One part of the answer, according to McArdle, is that the secular left holds a diminished view of religion, seeing it “as something more like a hobby.” But the larger part of McArdle’s answer is that there has been a “shift in the way [many people] view rights and the role of the government in public life.” We have a “clash of principles designed for a world of negative rights, in a society that has come to embrace substantial positive rights — as well as a clash between old and new concepts of what is private and what is public.” (Emphasis added.) We used to understand that “there was a large public space … that was nonetheless seen as private in the sense of being mostly outside of government control.” But under the Left’s “totalizing view of government,” “this massive public territory is all the legitimate province of the state.” In short, the secular left’s worldview is deeply opposed to the classical liberal—the classical American—understanding.

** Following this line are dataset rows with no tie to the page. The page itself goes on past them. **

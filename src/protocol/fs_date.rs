use chrono::NaiveDate;

const BASE_YEAR: i32 = 1981;

/// Decodes the fileserver's packed date (little-endian u16 as read off the wire).
///
/// Low byte: bits 0-4 day, bits 5-7 high bits of the year offset.
/// High byte: bits 0-3 month, bits 4-7 low bits of the year offset.
pub fn decode_fs_date(date: u16) -> Option<NaiveDate> {
    let [lo, hi] = date.to_le_bytes();
    let day = u32::from(lo & 0x1F);
    let month = u32::from(hi & 0x0F);
    let year_offset = i32::from((hi >> 4) | ((lo & 0xE0) >> 1));
    NaiveDate::from_ymd_opt(BASE_YEAR + year_offset, month, day)
}

pub fn encode_fs_date(date: NaiveDate) -> Option<u16> {
    use chrono::Datelike;
    let year_offset = date.year() - BASE_YEAR;
    if !(0..128).contains(&year_offset) {
        return None;
    }
    let year_offset = year_offset as u8;
    let lo = (date.day() as u8) | ((year_offset & 0x70) << 1);
    let hi = (date.month() as u8) | ((year_offset & 0x0F) << 4);
    Some(u16::from_le_bytes([lo, hi]))
}

#[cfg(test)]
mod tests {
    use super::*;

    #[test]
    fn test_decode_fs_date() {
        // 25 Dec 1987: offset 6
        let date = u16::from_le_bytes([25, 0x6C]);
        assert_eq!(NaiveDate::from_ymd_opt(1987, 12, 25), decode_fs_date(date));
    }

    #[test]
    fn test_decode_extended_year() {
        // offset 42 = 0b010_1010 -> high bits 0b010 in lo[5..7], low nibble 0b1010 in hi[4..7]
        let date = u16::from_le_bytes([3 | (0b010 << 5), 0xA7]);
        assert_eq!(NaiveDate::from_ymd_opt(2023, 7, 3), decode_fs_date(date));
    }

    #[test]
    fn test_unset_date() {
        assert_eq!(None, decode_fs_date(0));
    }

    #[test]
    fn test_encode_matches_decode() {
        let date = NaiveDate::from_ymd_opt(2024, 2, 29).unwrap();
        assert_eq!(Some(date), encode_fs_date(date).and_then(decode_fs_date));
        assert_eq!(None, encode_fs_date(NaiveDate::from_ymd_opt(1970, 1, 1).unwrap()));
    }
}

While I’m at it, let me also highlight, from last week, McArdle’s excellent “Answers to All Your Hobby Lobby Questions.” A couple of excerpts:

9) Why is it any of my employer’s business what birth control I use?

It’s not, but once you make them pay for it, you make them a party to the transaction. You can’t, on the one hand, mandate that someone pay for something, and on the other argue that it is a matter of supreme indifference to them….

12) What if my employer says it has a sincere religious belief in human sacrifice — can he kill me?

Yes. If your employer has a deeply held religious belief in human sacrifice, they can strap you in a cage, reach into your chest with their bare hands to pull out your still-beating heart, then drop the cage into a fiery pit. It’s a tough break, but from time to time, the Tree of Liberty must be watered with the blood of patriots. Sorry about that.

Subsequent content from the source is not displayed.